Solid state NMR reveals a parallel in register architecture for an infectious recombinant prion

Two alternative architectures have been proposed for PrPSc, the most notorious prion: a parallel in register {beta} stack (PIRIBS) and a 4-rung {beta}-solenoid (4R{beta}S). We challenged these two models by measuring intermolecular 13C-13C dipole-dipole couplings of 13CO-labelled Phe residues in a fully infectious sample of recombinant bank vole PrPSc (recBVPrPSc) using a PITHIRDS-CT solid state NMR (ssNMR) experiment. To our surprise, data strongly support a PIRIBS architecture. However, the mean distance measured ([~]6.5 [A]) suggests that a minimum of two of the three Phe residues are not perfectly stacked at the canonical [~]5 [A] cross-{beta} distance. Additional ssNMR experiments show some local conformational variability of the Phe residues within limits of a relatively high rigidity.
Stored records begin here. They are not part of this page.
use anyhow::Result;
use log::{error, info};

use super::{
    BatchReport, ExtractJob, ProcessOptions, align_batch, crop_region_file, extract_frames,
    slice_frame_file, trim_batch,
};
use crate::config::{LoadedPipeline, StepConfig};
use crate::sprite::{Bounds, FileSet, Placement, SheetGrid};

/// Run every step of a pipeline in order.
///
/// A step that cannot start (missing folder, no matching files) is logged
/// and the remaining steps still run.
pub fn run_pipeline(pipeline: &LoadedPipeline, options: ProcessOptions) -> Vec<BatchReport> {
    let total = pipeline.config.steps.len();
    let mut reports = Vec::with_capacity(total);

    for (i, step) in pipeline.config.steps.iter().enumerate() {
        info!("Step {}/{}: {}", i + 1, total, step.op_name());
        match run_step(pipeline, step, options) {
            Ok(report) => reports.push(report),
            Err(e) => error!("Step {} ({}) failed: {:#}", i + 1, step.op_name(), e),
        }
    }

    reports
}

/// Describe each step with its resolved paths, without running anything
pub fn describe_pipeline(pipeline: &LoadedPipeline) -> Vec<String> {
    pipeline
        .config
        .steps
        .iter()
        .enumerate()
        .map(|(i, step)| {
            let detail = match step {
                StepConfig::Region { input, output, .. }
                | StepConfig::Frame { input, output, .. } => {
                    format!(
                        "{} -> {}",
                        pipeline.resolve(input).display(),
                        pipeline.resolve(output).display()
                    )
                }
                StepConfig::Trim { dir, pattern, .. } | StepConfig::Align { dir, pattern, .. } => {
                    format!("{}", pipeline.resolve(dir).join(pattern).display())
                }
                StepConfig::Extract {
                    source_dir,
                    pattern,
                    dest_dir,
                    ..
                } => format!(
                    "{} -> {}",
                    pipeline.resolve(source_dir).join(pattern).display(),
                    pipeline.resolve(dest_dir).display()
                ),
            };
            format!("{}. {} {}", i + 1, step.op_name(), detail)
        })
        .collect()
}

fn run_step(
    pipeline: &LoadedPipeline,
    step: &StepConfig,
    options: ProcessOptions,
) -> Result<BatchReport> {
    let report = match step {
        StepConfig::Region {
            input,
            output,
            x,
            y,
            width,
            height,
        } => crop_region_file(
            &pipeline.resolve(input),
            &pipeline.resolve(output),
            Bounds {
                x: *x,
                y: *y,
                width: *width,
                height: *height,
            },
            options,
        ),
        StepConfig::Frame {
            input,
            output,
            columns,
            rows,
            index,
        } => slice_frame_file(
            &pipeline.resolve(input),
            &pipeline.resolve(output),
            SheetGrid::new(*columns, *rows),
            *index,
            options,
        ),
        StepConfig::Trim {
            dir,
            pattern,
            padding,
            output_dir,
        } => trim_batch(
            &FileSet::new(pipeline.resolve(dir), pattern.clone()),
            *padding,
            output_dir.as_deref().map(|d| pipeline.resolve(d)).as_deref(),
            options,
        )?,
        StepConfig::Align {
            dir,
            pattern,
            canvas,
            anchor,
            bottom_margin,
            output_dir,
        } => align_batch(
            &FileSet::new(pipeline.resolve(dir), pattern.clone()),
            *canvas,
            Placement {
                anchor: *anchor,
                bottom_margin: *bottom_margin,
            },
            output_dir.as_deref().map(|d| pipeline.resolve(d)).as_deref(),
            options,
        )?,
        StepConfig::Extract {
            source_dir,
            pattern,
            dest_dir,
            selection,
            name_prefix,
            canvas,
            anchor,
            bottom_margin,
            clean,
        } => extract_frames(
            &ExtractJob {
                source: FileSet::new(pipeline.resolve(source_dir), pattern.clone()),
                dest_dir: pipeline.resolve(dest_dir),
                selection: *selection,
                name_prefix: name_prefix.clone(),
                canvas: *canvas,
                placement: Placement {
                    anchor: *anchor,
                    bottom_margin: *bottom_margin,
                },
                clean: *clean,
            },
            options,
        )?,
    };

    Ok(report)
}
The most parsimonious interpretation of our data is that recBVPrPSc is arranged as a PIRIBS, although additional conformers with alternative architectures cannot be excluded, including a mixture of PIRIBS and 4R{beta}S. Author summaryPrPSc is the most notorious prion. It is an infectious protein that cuases fatal neurodegenerative diseases in humans and animals. PrPSc is the aberrant version of a brain protein, PrPC. PrPSc and PrPC have the same prinary structure, but different secondary, tertiaty and quaternary structures. PrPSc is capable of templating PrPC to convert to the PrPSc conformation, which is the basis of its capacity to propagate. Two plausible structural models of PrPSc have been proposed, the four-rung {beta}-solenoid (4R{beta}S) and the parallel in-register {beta} stack (PIRIBS) model. In both cases the driving force of the templating mechanism consists of "sticky" surface {beta}-strands; however, in the PIRIBS model all the {beta}-strands that conform a PrPSc monomer lie flat on a surface whereas in the 4R{beta}S model they wind in a corkscrew fashion. Here, we analyzed fully infectious recombinant PrPSc using a solid state NMR technique, PITHIRDS, that allows probing distances between specific labelled amino acid residues. To our surprise (as we have defended the 4R{beta}S model in the past), results clearly show the presence of a PIRIBS structure in our sample.